* **What needs to be done**:
Give back the data in full. Leave nothing out.

* **Information supplied**:

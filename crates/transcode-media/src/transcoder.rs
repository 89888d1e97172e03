//! The external transcoding tool seen by the worker.

use async_trait::async_trait;
use std::path::{Path, PathBuf};
use std::time::Duration;

use transcode_models::Resolution;

use crate::command::{FfmpegCommand, FfmpegRunner};
use crate::error::{MediaError, MediaResult};
use crate::probe::{self, VideoDimensions};
use crate::progress::ProgressCallback;

/// Fixed encoding parameters applied to every resolution.
#[derive(Debug, Clone, PartialEq, Eq)]
pub struct EncodingProfile {
    pub video_codec: &'static str,
    pub audio_codec: &'static str,
    pub crf: u8,
    pub preset: &'static str,
}

/// Constant-quality H.264 at the medium speed preset.
pub const DEFAULT_PROFILE: EncodingProfile = EncodingProfile {
    video_codec: "libx264",
    audio_codec: "aac",
    crf: 23,
    preset: "medium",
};

/// One source → one target size.
#[derive(Debug, Clone)]
pub struct TranscodeRequest {
    pub input: PathBuf,
    pub output: PathBuf,
    pub target: Resolution,
    /// Hard ceiling; the tool is killed when it expires
    pub timeout: Option<Duration>,
}

impl TranscodeRequest {
    /// Build the FFmpeg invocation for this request.
    pub fn to_command(&self, profile: &EncodingProfile) -> FfmpegCommand {
        FfmpegCommand::new(&self.input, &self.output)
            .video_codec(profile.video_codec)
            .crf(profile.crf)
            .preset(profile.preset)
            .video_filter(self.target.scale_filter())
            .audio_codec(profile.audio_codec)
    }
}

/// Probe and transcode capability of the external tool.
#[async_trait]
pub trait Transcoder: Send + Sync {
    /// Resolve an opaque source locator to a readable file.
    async fn resolve_source(&self, input_url: &str) -> MediaResult<PathBuf> {
        let path = PathBuf::from(input_url);
        match tokio::fs::metadata(&path).await {
            Ok(meta) if meta.is_file() => Ok(path),
            _ => Err(MediaError::SourceNotFound(path)),
        }
    }

    /// Source duration in seconds.
    async fn probe_duration(&self, source: &Path) -> MediaResult<f64>;

    /// Native frame size of the source.
    async fn probe_dimensions(&self, source: &Path) -> MediaResult<VideoDimensions>;

    /// Run the transcode, reporting every elapsed-time tick.
    async fn transcode(
        &self,
        request: &TranscodeRequest,
        on_progress: ProgressCallback,
    ) -> MediaResult<()>;
}

/// `Transcoder` backed by the ffmpeg/ffprobe binaries.
#[derive(Debug, Clone)]
pub struct FfmpegTranscoder {
    profile: EncodingProfile,
}

impl Default for FfmpegTranscoder {
    fn default() -> Self {
        Self {
            profile: DEFAULT_PROFILE,
        }
    }
}

impl FfmpegTranscoder {
    pub fn new() -> Self {
        Self::default()
    }
}

#[async_trait]
impl Transcoder for FfmpegTranscoder {
    async fn probe_duration(&self, source: &Path) -> MediaResult<f64> {
        probe::probe_duration(source).await
    }

    async fn probe_dimensions(&self, source: &Path) -> MediaResult<VideoDimensions> {
        probe::probe_dimensions(source).await
    }

    async fn transcode(
        &self,
        request: &TranscodeRequest,
        on_progress: ProgressCallback,
    ) -> MediaResult<()> {
        let cmd = request.to_command(&self.profile);
        let mut runner = FfmpegRunner::new();
        if let Some(timeout) = request.timeout {
            runner = runner.with_timeout(timeout);
        }
        runner
            .run_with_progress(&cmd, move |progress| on_progress(progress))
            .await
    }
}

#[cfg(test)]
mod tests {
    use super::*;

    #[test]
    fn test_request_uses_fixed_profile() {
        let request = TranscodeRequest {
            input: PathBuf::from("/videos/in.mp4"),
            output: PathBuf::from("/videos/j1_720p.mp4"),
            target: Resolution::from_label("720p"),
            timeout: None,
        };
        let args = request.to_command(&DEFAULT_PROFILE).build_args();

        assert!(args.windows(2).any(|w| w == ["-c:v", "libx264"]));
        assert!(args.windows(2).any(|w| w == ["-crf", "23"]));
        assert!(args.windows(2).any(|w| w == ["-preset", "medium"]));
        assert!(args.windows(2).any(|w| w == ["-vf", "scale=1280:720"]));
        assert!(args.windows(2).any(|w| w == ["-c:a", "aac"]));
        assert_eq!(args.last().map(String::as_str), Some("/videos/j1_720p.mp4"));
    }

    #[tokio::test]
    async fn test_resolve_source() {
        let dir = tempfile::tempdir().unwrap();
        let source = dir.path().join("source.mp4");
        std::fs::write(&source, b"not really a video").unwrap();

        let transcoder = FfmpegTranscoder::new();
        let resolved = transcoder
            .resolve_source(source.to_str().unwrap())
            .await
            .unwrap();
        assert_eq!(resolved, source);

        let missing = dir.path().join("missing.mp4");
        let err = transcoder
            .resolve_source(missing.to_str().unwrap())
            .await
            .unwrap_err();
        assert!(matches!(err, MediaError::SourceNotFound(_)));
    }
}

* **Your solution**:
filename crates/transcode-media/src/transcoder.rs
repository 89888d1e97172e03
//! The external transcoding tool seen by the worker.

use async_trait::async_trait;
use std::path::{Path, PathBuf};
use std::time::Duration;

use transcode_models::Resolution;

use crate::command::{FfmpegCommand, FfmpegRunner};
use crate::error::{MediaError, MediaResult};
use crate::probe::{self, VideoDimensions};
use crate::progress::ProgressCallback;

/// Fixed encoding parameters applied to every resolution.
#[derive(Debug, Clone, PartialEq, Eq)]
pub struct EncodingProfile {
    pub video_codec: &'static str,
    pub audio_codec: &'static str,
    pub crf: u8,
    pub preset: &'static str,
}

/// Constant-quality H.264 at the medium speed preset.
pub const DEFAULT_PROFILE: EncodingProfile = EncodingProfile {
    video_codec: "libx264",
    audio_codec: "aac",
    crf: 23,
    preset: "medium",
};

/// One source → one target size.
#[derive(Debug, Clone)]
pub struct TranscodeRequest {
    pub input: PathBuf,
    pub output: PathBuf,
    pub target: Resolution,
    /// Hard ceiling; the tool is killed when it expires
    pub timeout: Option<Duration>,
}

impl TranscodeRequest {
    /// Build the FFmpeg invocation for this request.
    pub fn to_command(&self, profile: &EncodingProfile) -> FfmpegCommand {
        FfmpegCommand::new(&self.input, &self.output)
            .video_codec(profile.video_codec)
            .crf(profile.crf)
            .preset(profile.preset)
            .video_filter(self.target.scale_filter())
            .audio_codec(profile.audio_codec)
    }
}

/// Probe and transcode capability of the external tool.
#[async_trait]
pub trait Transcoder: Send + Sync {
    /// Resolve an opaque source locator to a readable file.
    async fn resolve_source(&self, input_url: &str) -> MediaResult<PathBuf> {
        let path = PathBuf::from(input_url);
        match tokio::fs::metadata(&path).await {
            Ok(meta) if meta.is_file() => Ok(path),
            _ => Err(MediaError::SourceNotFound(path)),
        }
    }

    /// Source duration in seconds.
    async fn probe_duration(&self, source: &Path) -> MediaResult<f64>;

    /// Native frame size of the source.
    async fn probe_dimensions(&self, source: &Path) -> MediaResult<VideoDimensions>;

    /// Run the transcode, reporting every elapsed-time tick.
    async fn transcode(
        &self,
        request: &TranscodeRequest,
        on_progress: ProgressCallback,
    ) -> MediaResult<()>;
}

/// `Transcoder` backed by the ffmpeg/ffprobe binaries.
#[derive(Debug, Clone)]
pub struct FfmpegTranscoder {
    profile: EncodingProfile,
}

impl Default for FfmpegTranscoder {
    fn default() -> Self {
        Self {
            profile: DEFAULT_PROFILE,
        }
    }
}

impl FfmpegTranscoder {
    pub fn new() -> Self {
        Self::default()
    }
}

#[async_trait]
impl Transcoder for FfmpegTranscoder {
    async fn probe_duration(&self, source: &Path) -> MediaResult<f64> {
        probe::probe_duration(source).await
    }

    async fn probe_dimensions(&self, source: &Path) -> MediaResult<VideoDimensions> {
        probe::probe_dimensions(source).await
    }

    async fn transcode(
        &self,
        request: &TranscodeRequest,
        on_progress: ProgressCallback,
    ) -> MediaResult<()> {
        let cmd = request.to_command(&self.profile);
        let mut runner = FfmpegRunner::new();
        if let Some(timeout) = request.timeout {
            runner = runner.with_timeout(timeout);
        }
        runner
            .run_with_progress(&cmd, move |progress| on_progress(progress))
            .await
    }
}

#[cfg(test)]
mod tests {
    use super::*;

    #[test]
    fn test_request_uses_fixed_profile() {
        let request = TranscodeRequest {
            input: PathBuf::from("/videos/in.mp4"),
            output: PathBuf::from("/videos/j1_720p.mp4"),
            target: Resolution::from_label("720p"),
            timeout: None,
        };
        let args = request.to_command(&DEFAULT_PROFILE).build_args();

        assert!(args.windows(2).any(|w| w == ["-c:v", "libx264"]));
        assert!(args.windows(2).any(|w| w == ["-crf", "23"]));
        assert!(args.windows(2).any(|w| w == ["-preset", "medium"]));
        assert!(args.windows(2).any(|w| w == ["-vf", "scale=1280:720"]));
        assert!(args.windows(2).any(|w| w == ["-c:a", "aac"]));
        assert_eq!(args.last().map(String::as_str), Some("/videos/j1_720p.mp4"));
    }

    #[tokio::test]
    async fn test_resolve_source() {
        let dir = tempfile::tempdir().unwrap();
        let source = dir.path().join("source.mp4");
        std::fs::write(&source, b"not really a video").unwrap();

        let transcoder = FfmpegTranscoder::new();
        let resolved = transcoder
            .resolve_source(source.to_str().unwrap())
            .await
            .unwrap();
        assert_eq!(resolved, source);

        let missing = dir.path().join("missing.mp4");
        let err = transcoder
            .resolve_source(missing.to_str().unwrap())
            .await
            .unwrap_err();
        assert!(matches!(err, MediaError::SourceNotFound(_)));
    }
}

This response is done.